For three years he has been charting its progress. At first the prognosis was good — a high percentage of sufferers from that type of cancer survived, he was told.

I remember feeling a chill, which every reader must have shared, at Diamond’s own assessment of the odds — 50-50. Either he would live or he wouldn’t.

My biographer Jonathan Margolis and I discussed Diamond’s columns a couple of years ago.

”Why is he treating death so trivially?” I asked. ”Why is he still writing about traffic jams and shopping queues? When I meet terminally ill people in hospitals, my thoughts are overwhelmed by how deep life is and how strong. And those revelations keep the trivia away for days afterwards. Does he live all his life on the surface?”

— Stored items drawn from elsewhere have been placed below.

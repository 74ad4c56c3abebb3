use std::time::Instant;

use chrono::NaiveDate;
use scoring_core::{CategoryWeights, ScoringError, SignalLabel};
use serde::{Deserialize, Serialize};

/// Configuration for a backtest run.
#[derive(Debug, Clone, PartialEq, Serialize, Deserialize)]
pub struct BacktestConfig {
    pub start_date: NaiveDate,
    pub end_date: NaiveDate,
    /// Days a simulated position is held before the exit is resolved
    pub holding_period_days: i64,
    /// Days between rebalance dates
    pub rebalance_frequency_days: i64,
    /// Annual risk-free rate as a fraction, e.g. 0.03
    pub risk_free_rate: f64,
    /// Trading bars required at-or-before entry (indicator warm-up)
    pub min_history_bars: usize,
    /// Calendar days of history fetched before the window start
    pub lookback_calendar_days: i64,
}

impl BacktestConfig {
    pub fn new(start_date: NaiveDate, end_date: NaiveDate) -> Self {
        Self {
            start_date,
            end_date,
            holding_period_days: 60,
            rebalance_frequency_days: 30,
            risk_free_rate: 0.03,
            min_history_bars: 252,
            lookback_calendar_days: 400,
        }
    }

    pub fn validate(&self) -> Result<(), ScoringError> {
        if self.start_date > self.end_date {
            return Err(ScoringError::InvalidConfig(format!(
                "start date {} is after end date {}",
                self.start_date, self.end_date
            )));
        }
        if self.holding_period_days <= 0 || self.rebalance_frequency_days <= 0 {
            return Err(ScoringError::InvalidConfig(
                "holding period and rebalance frequency must be positive".to_string(),
            ));
        }
        Ok(())
    }
}

/// A single simulated trade, immutable once recorded.
#[derive(Debug, Clone, PartialEq, Serialize, Deserialize)]
pub struct Trade {
    pub ticker: String,
    pub entry_date: NaiveDate,
    pub exit_date: NaiveDate,
    pub entry_price: f64,
    pub exit_price: f64,
    pub score: f64,
    pub signal: SignalLabel,
    pub confidence: f64,
    pub return_pct: f64,
    pub holding_days: i64,
}

impl Trade {
    pub fn is_winner(&self) -> bool {
        self.return_pct > 0.0
    }
}

/// Backtest output with partial-failure accounting.
///
/// A batch run always completes; units that could not produce a trade
/// are counted rather than aborting the run.
#[derive(Debug, Clone, Default, Serialize, Deserialize)]
pub struct BacktestReport {
    pub trades: Vec<Trade>,
    /// (ticker, date) pairs examined
    pub evaluated_units: usize,
    /// Units without enough data, without a future bar, or vetoed
    pub skipped_units: usize,
    /// Units that errored (logged and omitted)
    pub failed_units: usize,
}

/// Objective maximized by the weight search.
#[derive(Debug, Clone, Copy, PartialEq, Eq, Serialize, Deserialize)]
pub enum Objective {
    /// Win rate over strong-signal trades (|score| >= 3)
    WinRate,
    /// Mean return over all trades
    AvgReturn,
    /// Sharpe ratio from the risk-adjusted metrics
    SharpeRatio,
}

impl Objective {
    pub fn key(&self) -> &'static str {
        match self {
            Objective::WinRate => "win_rate",
            Objective::AvgReturn => "avg_return",
            Objective::SharpeRatio => "sharpe_ratio",
        }
    }
}

/// Candidate weight values per category for the grid search.
#[derive(Debug, Clone, PartialEq, Serialize, Deserialize)]
pub struct WeightRanges {
    pub trend_momentum: Vec<f64>,
    pub volume: Vec<f64>,
    pub fundamental: Vec<f64>,
    pub market_context: Vec<f64>,
    pub advanced: Vec<f64>,
}

impl Default for WeightRanges {
    fn default() -> Self {
        Self {
            trend_momentum: vec![0.25, 0.30, 0.35],
            volume: vec![0.10, 0.15, 0.20],
            fundamental: vec![0.18, 0.22, 0.26],
            market_context: vec![0.15, 0.18, 0.21],
            advanced: vec![0.10, 0.15, 0.20],
        }
    }
}

impl WeightRanges {
    pub fn combination_count(&self) -> usize {
        self.trend_momentum.len()
            * self.volume.len()
            * self.fundamental.len()
            * self.market_context.len()
            * self.advanced.len()
    }
}

/// Bounds on a weight search. Grid searches are combinatorially
/// unbounded, so long runs can be cut off by evaluation count or
/// wall-clock deadline; the best candidate found so far still wins.
#[derive(Debug, Clone, Copy, Default)]
pub struct SearchBudget {
    pub max_evaluations: Option<usize>,
    pub deadline: Option<Instant>,
}

impl SearchBudget {
    pub fn exhausted(&self, evaluated: usize) -> bool {
        if let Some(max) = self.max_evaluations {
            if evaluated >= max {
                return true;
            }
        }
        if let Some(deadline) = self.deadline {
            if Instant::now() >= deadline {
                return true;
            }
        }
        false
    }
}

/// Outcome of one grid or random weight search.
#[derive(Debug, Clone)]
pub struct OptimizationResult {
    pub best_weights: CategoryWeights,
    pub best_objective_score: f64,
    pub objective: Objective,
    /// Candidates actually backtested
    pub evaluated: usize,
    /// Candidates rejected by the weight-sum filter
    pub rejected: usize,
    /// The search stopped early on its budget
    pub truncated: bool,
    /// No valid candidate existed; defaults were returned instead
    pub used_fallback: bool,
}

/// One expanding-window train/test split.
#[derive(Debug, Clone, Copy, PartialEq, Serialize, Deserialize)]
pub struct WalkForwardPeriod {
    pub train_start: NaiveDate,
    pub train_end: NaiveDate,
    pub test_start: NaiveDate,
    pub test_end: NaiveDate,
}

impl WalkForwardPeriod {
    pub fn train_years(&self) -> f64 {
        (self.train_end - self.train_start).num_days() as f64 / 365.25
    }

    pub fn test_years(&self) -> f64 {
        (self.test_end - self.test_start).num_days() as f64 / 365.25
    }
}

/// Out-of-sample outcome of one walk-forward period.
#[derive(Debug, Clone)]
pub struct WalkForwardPeriodResult {
    pub period: WalkForwardPeriod,
    pub optimized_weights: CategoryWeights,
    pub train_objective_score: f64,
    pub test_trades: Vec<Trade>,
}

/// Aggregated walk-forward validation output. Only test-window trades
/// appear here; training trades never contribute to the estimate.
#[derive(Debug, Clone)]
pub struct WalkForwardReport {
    pub periods: Vec<WalkForwardPeriodResult>,
    pub all_test_trades: Vec<Trade>,
}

Jonathan, who knows Diamond professionally, told me: ”John doesn’t see himself as an expert on death or dying. He is still alive, after all. And all the things that filled his life before he was ill, they’re the things that still surround him now.”

”He’s Jewish, isn’t he?” I asked. ”But agnostic. I think he will rediscover his Jewish spirituality.”

Perhaps he has, but he hides it well behind his laconic, mischievous lines.

”Last week,” he wrote in one piece, ”we had an odd dinner party to celebrate Rosh Hashana with the sort of sometime-Jews who are married to lapsed Catholics and say, ‘Remind me again, is Rosh Hashana the one where they blow that funny trumpet thing, or is that Passover?’ ”

Because I see very often the real value of our human spirit in healing, I wish John Diamond could find faith in God. I believe that devout prayer can help any disease, and I know that scientific studies are bearing this out.

In April, for instance, the British Psychological Society heard that positive thinking had a measurable effect on cancer cells.

Prof Leslie Walker at Hull University followed 80 women receiving radiotherapy, chemotherapy, surgery and other treatments for breast cancer.

Half these women were trained in relaxation and visualisation techniques, using meditation to imagine their bodies fighting back against the disease.

After nine months the positive thinkers all had stronger immune systems. Walker suggests the Mindpower practice could have reduced stress levels, making the body more receptive to healing.

John Diamond has spent three years showing, inspirationally, how an ordinary life can be lived in the face of oncoming death. John Morgan spent those years demonstrating how to live life with elan and flair.

By sheer accident, the juggernaut has mowed down Morgan. The last, and most trenchant, lesson of Modern Manners is that we all live with the promise of death.

And for the correct etiquette in this situation, we must search in our souls.